Of course OpenRCT2 has this cheat that will make all grass clean, but there's another way of clearing grass that works in both RCT1 and RCT2. It's free and easy, all you have to do is use the Land-tool, and simply click the tiles you want to be clear. Don't move up and down while doing it, or it might cost you money.This is probably not an intended feature, but it's neat!

cmZ3hLU.gif

Mountains

Making mountains look realistic in RCT can be quite a challenge. Even when using the mountain tool, you're still restricted to the slopes it creates for you. Luckily there's a trick to add a little bit of randomness to your hills. When you are zoomed out 2 or 3 levels higher than normally, you are able to not select a tile while using the land tool (or basically any tool really).

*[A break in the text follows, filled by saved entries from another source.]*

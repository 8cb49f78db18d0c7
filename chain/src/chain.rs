// Copyright (c) 2025 Varshith Gudur. Licensed under AGPLv3.
//! ChainProof: the single-writer engine over accumulator + log.
//!
//! The commit barrier, in order, under one lock:
//! ```text
//! Element Input
//! ↓
//! 1. Append Begin record to the log (fsync)
//! ↓
//! 2. Apply the transition to the live accumulator
//! ↓
//! 3. Append the completion marker (fsync)
//! ↓
//! 4. Return the membership receipt
//! ```
//!
//! An I/O failure at step 1 leaves state untouched and the whole call
//! retryable. Once step 1 returns, the transition WILL exist: either this
//! process finishes it, or startup replay does. The lock is held across all
//! of 1–3; sequence numbers and the accumulator value have no valid
//! interleaving.

use crate::config::ChainConfig;
use crate::errors::{ChainError, Result};
use crate::replay;
use crate::wal::{self, Wal};
use scar_kernel::accumulator::{self, AccumulatorState, ElementDigest};
use scar_kernel::anchor::{GroupParams, RootAnchor};
use scar_kernel::record::{MembershipProof, ScarRecord};
use scar_kernel::verify;
use std::fs;
use std::path::PathBuf;
use std::sync::Mutex;
use std::time::Instant;

#[derive(Debug)]
struct ChainInner {
    wal: Wal,
    state: AccumulatorState,
    /// Ordered element history, rebuilt from the log at startup. Backs
    /// witness recomputation and point-in-time verification snapshots.
    elements: Vec<ElementDigest>,
}

/// A verifiable, durable, append-only incident chain bound to one anchor.
#[derive(Debug)]
pub struct ChainProof {
    anchor: RootAnchor,
    params: GroupParams,
    wal_path: PathBuf,
    verify_sample: usize,
    inner: Mutex<ChainInner>,
}

impl ChainProof {
    /// Load or create the chain, replaying the log to converge state.
    ///
    /// Blocking startup barrier: no mutation or verification is possible
    /// until this returns. `CorruptLog` here means the durable history is
    /// structurally invalid; the caller (normally `IntegrityGuard`) must
    /// treat that as a trust-root violation.
    pub fn initialize(
        config: &ChainConfig,
        anchor: RootAnchor,
        params: GroupParams,
    ) -> Result<Self> {
        fs::create_dir_all(&config.data_dir)?;
        let wal_path = config.wal_path();

        let (mut wal, entries) = Wal::open(&wal_path, params.value_len())?;
        let records = replay::assemble(entries)?;
        let state = replay::converge(&params, &anchor, &records, &mut wal)?;
        let elements = records.iter().map(|r| r.element).collect::<Vec<_>>();

        tracing::info!(
            "chain initialized at sequence {} from {:?}",
            state.sequence(),
            wal_path
        );

        Ok(Self {
            anchor,
            params,
            wal_path,
            verify_sample: config.verify_sample,
            inner: Mutex::new(ChainInner {
                wal,
                state,
                elements,
            }),
        })
    }

    /// Append one incident digest. The only mutation this type exposes.
    ///
    /// `element` must be exactly 32 bytes (`InvalidElement` otherwise, with
    /// no state change). Returns the membership receipt for the new entry,
    /// valid against the accumulator value it carries.
    pub fn add_scar(&self, element: &[u8]) -> Result<MembershipProof> {
        let element = ElementDigest::from_bytes(element)?;
        let started = Instant::now();

        let mut inner = self.lock_writer()?;

        let (next, witness) = accumulator::add(&self.params, &inner.state, &element)?;
        let record = ScarRecord {
            sequence: next.sequence(),
            element,
            pre_value: inner.state.value_bytes(&self.params),
            post_value: next.value_bytes(&self.params),
            completed: false,
        };

        // 1. Durable intent. Failure here aborts cleanly: nothing applied,
        //    nothing promised, retry the whole call.
        let handle = inner.wal.append(&record)?;

        // 2. Apply. From here the operation runs to completion.
        inner.state = next;
        inner.elements.push(element);

        // 3. Completion marker. If the marker write fails the applied state
        //    stands: the Begin record is durable and replay reconverges to
        //    this exact value. Retrying the call would double-append.
        if let Err(err) = inner.wal.mark_complete(&handle) {
            tracing::error!(
                "completion marker write failed at sequence {}: {err}; replay will reconverge",
                record.sequence
            );
        }

        let proof = MembershipProof {
            sequence: record.sequence,
            element,
            witness: witness.to_bytes(&self.params),
            accumulator: inner.state.value_bytes(&self.params),
        };
        drop(inner);

        metrics::counter!("scar_appends_total", 1);
        metrics::histogram!(
            "scar_append_duration_seconds",
            started.elapsed().as_secs_f64()
        );
        tracing::debug!("appended scar at sequence {}", proof.sequence);

        Ok(proof)
    }

    /// Whole-chain self-consistency check.
    ///
    /// Takes a point-in-time snapshot of the live state, then (without
    /// holding the writer lock) re-derives the accumulator from the anchor
    /// over the durable records and re-proves a sample of historical
    /// elements against the current value. Any mismatch, read failure, or
    /// structural violation is `false`; the caller decides what a failed
    /// verification means (the guard freezes on it).
    pub fn verify_chain(&self) -> bool {
        let snapshot = match self.lock_writer() {
            Ok(inner) => (inner.state.clone(), inner.elements.clone()),
            Err(_) => return false,
        };
        let (state, elements) = snapshot;

        metrics::counter!("scar_chain_verifications_total", 1);
        let ok = self.verify_snapshot(&state, &elements);
        if !ok {
            tracing::warn!(
                "chain verification failed at sequence {}",
                state.sequence()
            );
        }
        ok
    }

    fn verify_snapshot(&self, state: &AccumulatorState, elements: &[ElementDigest]) -> bool {
        if state.sequence() as usize != elements.len() {
            return false;
        }
        let n = elements.len();

        // The durable prefix must cover the snapshot: every one of the first
        // n records present, completed, and recording the same elements.
        // (The log may legitimately be ahead if a writer is mid-flight.)
        let records = match wal::read_entries(&self.wal_path, self.params.value_len())
            .and_then(replay::assemble)
        {
            Ok(records) => records,
            Err(err) => {
                tracing::warn!("verification could not read the log: {err}");
                return false;
            }
        };
        if records.len() < n {
            tracing::warn!("log holds {} records, live state expects {}", records.len(), n);
            return false;
        }
        let highest_completed = records[..n]
            .iter()
            .filter(|r| r.completed)
            .map(|r| r.sequence)
            .max()
            .unwrap_or(0);
        if highest_completed != state.sequence() {
            return false;
        }
        for (record, element) in records[..n].iter().zip(elements) {
            if record.element != *element {
                return false;
            }
        }

        // Full re-derivation from the anchor.
        let recomputed = match verify::recompute_chain(&self.params, &self.anchor, elements) {
            Ok(recomputed) => recomputed,
            Err(_) => return false,
        };
        if recomputed.value() != state.value() || recomputed.sequence() != state.sequence() {
            return false;
        }

        // Re-prove a sample of historical elements against the live value.
        for index in sample_indices(n, self.verify_sample) {
            let witness =
                match accumulator::current_witness(&self.params, &self.anchor, elements, index) {
                    Ok(witness) => witness,
                    Err(_) => return false,
                };
            if !accumulator::verify(&self.params, &elements[index], &witness, state.value()) {
                return false;
            }
        }

        true
    }

    /// Current accumulator value, fixed-width encoded.
    pub fn current_value(&self) -> Result<Vec<u8>> {
        let inner = self.lock_writer()?;
        Ok(inner.state.value_bytes(&self.params))
    }

    /// Number of elements added since genesis.
    pub fn sequence_count(&self) -> Result<u64> {
        let inner = self.lock_writer()?;
        Ok(inner.state.sequence())
    }

    /// Recompute the receipt for the element at `sequence` (1-based) so it
    /// verifies against the *current* accumulator value. O(n): witnesses
    /// are not maintained eagerly on writes.
    pub fn current_witness(&self, sequence: u64) -> Result<MembershipProof> {
        let (state, elements) = {
            let inner = self.lock_writer()?;
            (inner.state.clone(), inner.elements.clone())
        };

        if sequence == 0 || sequence > elements.len() as u64 {
            return Err(ChainError::Kernel(
                scar_kernel::error::KernelError::UnknownSequence(sequence),
            ));
        }
        let index = (sequence - 1) as usize;
        let witness =
            accumulator::current_witness(&self.params, &self.anchor, &elements, index)?;

        Ok(MembershipProof {
            sequence,
            element: elements[index],
            witness: witness.to_bytes(&self.params),
            accumulator: state.value_bytes(&self.params),
        })
    }

    /// Receipt for the most recent element, or `None` on an empty chain.
    pub fn state_proof(&self) -> Result<Option<MembershipProof>> {
        let last = self.sequence_count()?;
        if last == 0 {
            return Ok(None);
        }
        self.current_witness(last).map(Some)
    }

    /// The full durable history, re-read from disk. Audit surface: works
    /// for any reader of the log file, with or without this process alive.
    pub fn records(&self) -> Result<Vec<ScarRecord>> {
        let entries = wal::read_entries(&self.wal_path, self.params.value_len())?;
        replay::assemble(entries)
    }

    pub fn anchor(&self) -> &RootAnchor {
        &self.anchor
    }

    pub fn params(&self) -> &GroupParams {
        &self.params
    }

    fn lock_writer(&self) -> Result<std::sync::MutexGuard<'_, ChainInner>> {
        self.inner
            .lock()
            .map_err(|_| ChainError::InvalidOperation("writer lock poisoned"))
    }
}

/// Deterministic evenly spread sample of `[0, n)`. `k` of 0 (or >= n)
/// selects everything.
fn sample_indices(n: usize, k: usize) -> Vec<usize> {
    if n == 0 {
        return Vec::new();
    }
    if k == 0 || k >= n {
        return (0..n).collect();
    }
    (0..k).map(|j| j * n / k).collect()
}

#[cfg(test)]
mod tests {
    use super::*;
    use scar_kernel::fixtures;
    use tempfile::tempdir;

    fn open_chain(dir: &std::path::Path) -> ChainProof {
        let config = ChainConfig::new(dir);
        ChainProof::initialize(&config, fixtures::test_anchor(), fixtures::test_params()).unwrap()
    }

    #[test]
    fn test_initialize_empty_chain() {
        let dir = tempdir().unwrap();
        let chain = open_chain(dir.path());

        assert_eq!(chain.sequence_count().unwrap(), 0);
        assert!(chain.verify_chain());
        assert!(chain.state_proof().unwrap().is_none());
    }

    #[test]
    fn test_add_scar_returns_verifying_proof() {
        let dir = tempdir().unwrap();
        let chain = open_chain(dir.path());
        let element = fixtures::test_elements(1)[0];

        let proof = chain.add_scar(element.as_bytes()).unwrap();
        assert_eq!(proof.sequence, 1);
        assert_eq!(chain.sequence_count().unwrap(), 1);
        assert_eq!(proof.accumulator, chain.current_value().unwrap());

        let params = fixtures::test_params();
        let witness = scar_kernel::Witness::from_bytes(&params, &proof.witness).unwrap();
        let value = params.decode_value(&proof.accumulator).unwrap();
        assert!(accumulator::verify(&params, &proof.element, &witness, &value));
    }

    #[test]
    fn test_add_scar_rejects_bad_element() {
        let dir = tempdir().unwrap();
        let chain = open_chain(dir.path());

        let err = chain.add_scar(b"short").unwrap_err();
        assert!(matches!(err, ChainError::InvalidElement { found: 5, .. }));
        assert_eq!(chain.sequence_count().unwrap(), 0, "no state change");
    }

    #[test]
    fn test_sequences_are_gapless() {
        let dir = tempdir().unwrap();
        let chain = open_chain(dir.path());

        for (i, element) in fixtures::test_elements(5).iter().enumerate() {
            let proof = chain.add_scar(element.as_bytes()).unwrap();
            assert_eq!(proof.sequence, i as u64 + 1);
        }
        assert!(chain.verify_chain());
    }

    #[test]
    fn test_reopen_preserves_state() {
        let dir = tempdir().unwrap();
        let elements = fixtures::test_elements(3);

        let value_before = {
            let chain = open_chain(dir.path());
            for element in &elements {
                chain.add_scar(element.as_bytes()).unwrap();
            }
            chain.current_value().unwrap()
        };

        let chain = open_chain(dir.path());
        assert_eq!(chain.sequence_count().unwrap(), 3);
        assert_eq!(chain.current_value().unwrap(), value_before);
        assert!(chain.verify_chain());
    }

    #[test]
    fn test_current_witness_tracks_growth() {
        let dir = tempdir().unwrap();
        let chain = open_chain(dir.path());
        let elements = fixtures::test_elements(4);
        let params = fixtures::test_params();

        for element in &elements {
            chain.add_scar(element.as_bytes()).unwrap();
        }

        for sequence in 1..=4u64 {
            let proof = chain.current_witness(sequence).unwrap();
            let witness = scar_kernel::Witness::from_bytes(&params, &proof.witness).unwrap();
            let value = params.decode_value(&proof.accumulator).unwrap();
            assert!(accumulator::verify(&params, &proof.element, &witness, &value));
            assert_eq!(proof.accumulator, chain.current_value().unwrap());
        }

        assert!(chain.current_witness(5).is_err());
        assert!(chain.current_witness(0).is_err());
    }

    #[test]
    fn test_state_proof_is_latest() {
        let dir = tempdir().unwrap();
        let chain = open_chain(dir.path());

        for element in fixtures::test_elements(2) {
            chain.add_scar(element.as_bytes()).unwrap();
        }

        let proof = chain.state_proof().unwrap().unwrap();
        assert_eq!(proof.sequence, 2);
    }

    #[test]
    fn test_records_expose_audit_trail() {
        let dir = tempdir().unwrap();
        let chain = open_chain(dir.path());
        let elements = fixtures::test_elements(2);

        for element in &elements {
            chain.add_scar(element.as_bytes()).unwrap();
        }

        let records = chain.records().unwrap();
        assert_eq!(records.len(), 2);
        assert!(records.iter().all(|r| r.completed));
        assert_eq!(records[0].element, elements[0]);
        assert_eq!(records[0].post_value, records[1].pre_value);
    }

    #[test]
    fn test_sample_indices_spread() {
        assert_eq!(sample_indices(0, 4), Vec::<usize>::new());
        assert_eq!(sample_indices(3, 0), vec![0, 1, 2]);
        assert_eq!(sample_indices(3, 8), vec![0, 1, 2]);
        assert_eq!(sample_indices(8, 4), vec![0, 2, 4, 6]);
    }
}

You on slopes you are able to place your mouse just over a pixel that doesn't point to any tile. When you do this, left-click and hold it. When you've done that you can move your mouse about, and it will higher and lower the tile that you are hovering over, because there's no tile you have selected. By moving fast you can move off the hovered tile, and higher/lower another one. By randomly moving your mouse about you'll be editing a different tile all the time, making it look random on your screen.It's hard to explain with just words, so I made an animated gif to illustrate how it works. It's not the best mountain ever, but it displays how it is done.

65Ayamf.gif

Since a short time you're able to use the mountain tool with a bigger area - This is excellent for when you want the mountain to not be as steep. Quick addition: This is what the ground looks like for a flat park that I made earlier:

NJtN0zP.png

Even without all the scenery, rides and stalls you can still tell where the paths were, where the stalls were placed, where some rides stood. It's easy to do and adds to the look of your park a lot.

Edited by Broxzier
Fixing the format since the forum merge made it look funky.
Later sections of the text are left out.